I’ve been a pro-sound engineer for 40+ years and a musician for 50+ years. During that time, I’ve witnessed hundreds of shock events on performance stages, recording studios, and even factory floors. A survey we ran last year on ProSoundWeb.com revealed 70% of the 3,000 musicians who responded had been shocked at least once on stage — some so severely that they were knocked unconscious. I’ve also witnessed dozens of ground-fault current events where signal cables interconnecting sound gear plugged into different electrical outlets mysteriously arced, sometimes turning red hot and melting before my eyes.

The cause behind most of these guitar-to-microphone shocks appears to be incorrectly wired electrical outlet grounds or damaged extension cords. But while a broken-off ground pin on a power cord is the obvious culprit in most home or stage shock situations, many power outlets show they’re wired correctly when checked with a 3-light outlet tester or even a voltmeter reading between H-N, H-G, and N-G, yet still present a shock hazard. Standard outlet testing methods fail to reveal one of the most dangerous miswiring situations possible, which I refer to as the “reverse polarity bootleg ground” (RPBG), as seen in the Figure.

Figure. Demonstration diagram showing a correctly wired outlet, a bootleg ground wired outlet, and a reversed polarity bootleg ground (RPBG) outlet.

As the illustration shows, a bootleg ground (or false ground) occurs when an ungrounded electrical outlet in an older building or stage has been improperly upgraded to a modern NEMA 5-15 or 5-20 grounded outlet. Because office building, sound stage, and home wiring installed before 1965 didn’t require a safety ground, there’s no easy way to install a grounded NEMA 5-15 outlet. Per Sec. 250.130(C) of the 2011 NEC, in that situation, a GFCI outlet should be installed with the ground wire unattached.

Under what condition can a 2-wire receptacle be replaced with a 3-wire receptacle when no ground is available in the box? Where no equipment bonding means exists in the outlet box, nongrounding-type receptacles can be replaced with [406.3(D)(3)]:

• Another nongrounding-type receptacle.

• A GFCI grounding-type receptacle marked “No Equipment Ground.”

• A grounding-type receptacle, if GFCI protected and marked “GFCI Protected” and “No Equipment Ground.”

Note: GFCI protection functions properly on a 2-wire circuit without an equipment grounding (bonding) conductor because the equipment grounding (bonding) conductor serves no role in the operation of the GFCI-protection device.

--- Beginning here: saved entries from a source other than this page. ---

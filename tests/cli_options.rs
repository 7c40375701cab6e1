//! Command-line parsing into options.

use std::path::PathBuf;

use ftpserver::auth::AuthenticationMode;
use ftpserver::config::schema::BackendKind;
use ftpserver::layout::LayoutMode;
use ftpserver::lifecycle::AppContext;
use ftpserver::registry::BackendSelection;

mod common;

#[test]
fn every_authentication_combination_sets_matching_flags() {
    let tokens = [
        ("custom", AuthenticationMode::CUSTOM),
        ("anonymous", AuthenticationMode::ANONYMOUS),
        ("pam", AuthenticationMode::PAM),
    ];

    for mask in 1u8..8 {
        let mut args = Vec::new();
        let mut expected = AuthenticationMode::NONE;
        for (index, (token, flag)) in tokens.iter().enumerate() {
            if mask & (1 << index) != 0 {
                args.extend(["-a", *token]);
                expected |= *flag;
            }
        }
        args.push("unix");

        let options = common::options_from(&args).unwrap();
        assert_eq!(options.authentication, expected, "args: {:?}", args);
    }
}

#[test]
fn authentication_defaults_to_custom() {
    let options = common::options_from(&["in-memory"]).unwrap();
    assert_eq!(options.authentication, AuthenticationMode::CUSTOM);
}

#[test]
fn every_layout_token_maps_to_its_mode() {
    let layouts = [
        ("default", LayoutMode::SingleRoot),
        ("single-root", LayoutMode::SingleRoot),
        ("root-per-user", LayoutMode::RootPerUser),
        ("pam-home", LayoutMode::PamHome),
        ("pam-home-chroot", LayoutMode::PamHomeChroot),
    ];

    for (token, expected) in layouts {
        let options = common::options_from(&["--layout", token, "unix"]).unwrap();
        assert_eq!(options.layout, expected, "layout {}", token);
    }
}

#[test]
fn auth_and_layout_combine() {
    let options = common::options_from(&["-a", "anonymous", "-a", "custom", "-l", "root-per-user", "in-memory"]).unwrap();
    assert_eq!(options.authentication, AuthenticationMode::ANONYMOUS | AuthenticationMode::CUSTOM);
    assert_eq!(options.layout, LayoutMode::RootPerUser);
}

#[test]
fn invalid_tokens_fail_fast() {
    assert!(common::options_from(&["-a", "kerberos", "unix"]).is_err());
    assert!(common::options_from(&["--layout", "flat", "unix"]).is_err());
}

#[test]
fn system_io_without_argument_uses_temp_directory() {
    let options = common::options_from(&["system-io"]).unwrap();
    let ctx = AppContext::from_options(options).unwrap();
    assert_eq!(
        ctx.selection,
        BackendSelection::SystemIo {
            root: std::env::temp_dir().join("TestFtpServer")
        }
    );
}

#[test]
fn system_io_argument_is_used_verbatim() {
    let options = common::options_from(&["system-io", "relative/dir/../x"]).unwrap();
    let ctx = AppContext::from_options(options).unwrap();
    assert_eq!(
        ctx.selection,
        BackendSelection::SystemIo {
            root: PathBuf::from("relative/dir/../x")
        }
    );
}

#[test]
fn google_drive_user_needs_exactly_two_arguments() {
    assert!(common::options_from(&["google-drive", "user"]).is_err());
    assert!(common::options_from(&["google-drive", "user", "secrets.json"]).is_err());
    assert!(common::options_from(&["google-drive", "user", "secrets.json", "me", "extra"]).is_err());

    let options = common::options_from(&["google-drive", "user", "secrets.json", "me", "--refresh"]).unwrap();
    assert_eq!(options.backend, BackendKind::GoogleDriveUser);
    assert_eq!(options.google_drive.user.user_name.as_deref(), Some("me"));
    assert!(options.google_drive.user.refresh);
}

#[test]
fn google_drive_service_needs_exactly_one_argument() {
    assert!(common::options_from(&["google-drive", "service"]).is_err());
    assert!(common::options_from(&["google-drive", "service", "key.json", "extra"]).is_err());

    let options = common::options_from(&["google-drive", "service", "key.json", "--background-upload"]).unwrap();
    let ctx = AppContext::from_options(options).unwrap();
    assert!(matches!(
        ctx.selection,
        BackendSelection::GoogleDriveService { background_upload: true, .. }
    ));
}

#[test]
fn parse_errors_are_usage_errors() {
    let err = common::options_from(&["google-drive", "service"]).unwrap_err();
    assert_eq!(err.exit_code(), 2);
}

#[test]
fn implicit_without_certificate_is_rejected_before_startup() {
    let options = common::options_from(&["--implicit", "in-memory"]).unwrap();
    let err = AppContext::from_options(options).unwrap_err();
    assert_eq!(err.exit_code(), 2);
}

#[test]
fn implicit_tls_moves_the_default_port() {
    let options = common::options_from(&["--implicit", "-c", "server.pem", "unix"]).unwrap();
    assert_eq!(options.server.effective_port(options.tls.implicit), 990);

    let options = common::options_from(&["--implicit", "-c", "server.pem", "-p", "2990", "unix"]).unwrap();
    assert_eq!(options.server.effective_port(options.tls.implicit), 2990);
}

#[test]
fn long_flags_accept_equals_syntax() {
    let options = common::options_from(&["--authentication=anonymous", "--layout=root-per-user", "unix"]).unwrap();
    assert_eq!(options.authentication, AuthenticationMode::ANONYMOUS);
    assert_eq!(options.layout, LayoutMode::RootPerUser);

    assert!(common::options_from(&["--authentication=bogus", "unix"]).is_err());
}
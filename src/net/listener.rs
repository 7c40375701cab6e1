//! TCP listener with backpressure.
//!
//! # Responsibilities
//! - Bind the public control address
//! - Accept incoming TCP connections
//! - Enforce max_connections limit via semaphore

use std::net::SocketAddr;
use std::sync::Arc;
use tokio::net::{TcpListener, TcpStream};
use tokio::sync::Semaphore;

/// Error type for listener operations.
#[derive(Debug)]
pub enum ListenerError {
    /// Failed to bind to address.
    Bind(String, std::io::Error),
    /// Failed to accept connection.
    Accept(std::io::Error),
    /// The connection limit was torn down.
    Closed,
}

impl std::fmt::Display for ListenerError {
    fn fmt(&self, f: &mut std::fmt::Formatter<'_>) -> std::fmt::Result {
        match self {
            ListenerError::Bind(addr, e) => write!(f, "Failed to bind {}: {}", addr, e),
            ListenerError::Accept(e) => write!(f, "Failed to accept: {}", e),
            ListenerError::Closed => write!(f, "Connection limit closed"),
        }
    }
}

impl std::error::Error for ListenerError {}

/// A bounded TCP listener that limits concurrent connections.
///
/// When the limit is reached, new connections wait until a slot is released.
pub struct Listener {
    inner: TcpListener,
    connection_limit: Arc<Semaphore>,
    max_connections: usize,
}

impl Listener {
    /// Bind to `address` (`host:port`, host names are resolved).
    pub async fn bind(address: &str, max_connections: usize) -> Result<Self, ListenerError> {
        let listener = TcpListener::bind(address)
            .await
            .map_err(|e| ListenerError::Bind(address.to_string(), e))?;

        let local_addr = listener
            .local_addr()
            .map_err(|e| ListenerError::Bind(address.to_string(), e))?;

        tracing::info!(
            address = %local_addr,
            max_connections,
            "Listener bound"
        );

        Ok(Self {
            inner: listener,
            connection_limit: Arc::new(Semaphore::new(max_connections)),
            max_connections,
        })
    }

    /// Accept a new connection, respecting the connection limit.
    ///
    /// Returns the stream and a permit that must be held for the connection's lifetime.
    pub async fn accept(&self) -> Result<(TcpStream, SocketAddr, ConnectionPermit), ListenerError> {
        let permit = self
            .connection_limit
            .clone()
            .acquire_owned()
            .await
            .map_err(|_| ListenerError::Closed)?;

        let (stream, addr) = self.inner.accept().await.map_err(ListenerError::Accept)?;

        tracing::debug!(
            peer_addr = %addr,
            available_permits = self.connection_limit.available_permits(),
            "Connection accepted"
        );

        Ok((stream, addr, ConnectionPermit { _permit: permit }))
    }

    pub fn local_addr(&self) -> Result<SocketAddr, std::io::Error> {
        self.inner.local_addr()
    }

    pub fn available_permits(&self) -> usize {
        self.connection_limit.available_permits()
    }

    pub fn max_connections(&self) -> usize {
        self.max_connections
    }
}

/// A permit representing a connection slot.
///
/// When dropped, the connection slot is released back to the pool.
#[derive(Debug)]
pub struct ConnectionPermit {
    _permit: tokio::sync::OwnedSemaphorePermit,
}

#[cfg(test)]
mod tests {
    use super::*;

    #[tokio::test]
    async fn permits_are_released_on_drop() {
        let listener = Listener::bind("127.0.0.1:0", 2).await.unwrap();
        let addr = listener.local_addr().unwrap();

        let _client = TcpStream::connect(addr).await.unwrap();
        let (_stream, _peer, permit) = listener.accept().await.unwrap();
        assert_eq!(listener.available_permits(), 1);

        drop(permit);
        assert_eq!(listener.available_permits(), listener.max_connections());
    }

    #[tokio::test]
    async fn bind_failure_names_the_address() {
        let err = Listener::bind("no-port-given", 1).await.err().unwrap();
        assert!(err.to_string().contains("no-port-given"));
    }
}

CAUTION: Permission to replace nongrounding-type receptacles with GFCI-protected grounding-type receptacles doesn’t apply to new receptacle outlets that extend from an existing ungrounded outlet box. Once you add a receptacle outlet (branch circuit extension), the receptacle must be of the grounding (bonding) type and must have its grounding terminal grounded (bonded) to an effective ground-fault current path in accordance with 250.130(C). However, the Code states this outlet must be clearly marked on front as being ungrounded. Because GFCI breakers don’t need a ground wire to function properly, this type of outlet isn’t a shock hazard. Even if the chassis of an appliance becomes electrically energized due to a high-pot failure, for example, anyone touching the appliance and ground simultaneously would exceed the 4mA to 6mA GFCI trip threshold and be protected from electrocution.

Some electricians and DIYers take shortcuts when replacing receptacles in older residences and stages by installing a grounded NEMA 5-15 outlet and strapping the ground screw to the neutral screw on back of the outlet, creating a classic bootleg ground situation. Although this practice is a Code violation, it occurs more often than you think. And because many electrical inspectors rely on a simple 3-light “cube” tester to verify correct wiring connections at outlets, any RPBG outlets can go undetected.

Photo 1. A 3-light “cube” tester is unable to detect a reverse polarity bootleg ground outlet.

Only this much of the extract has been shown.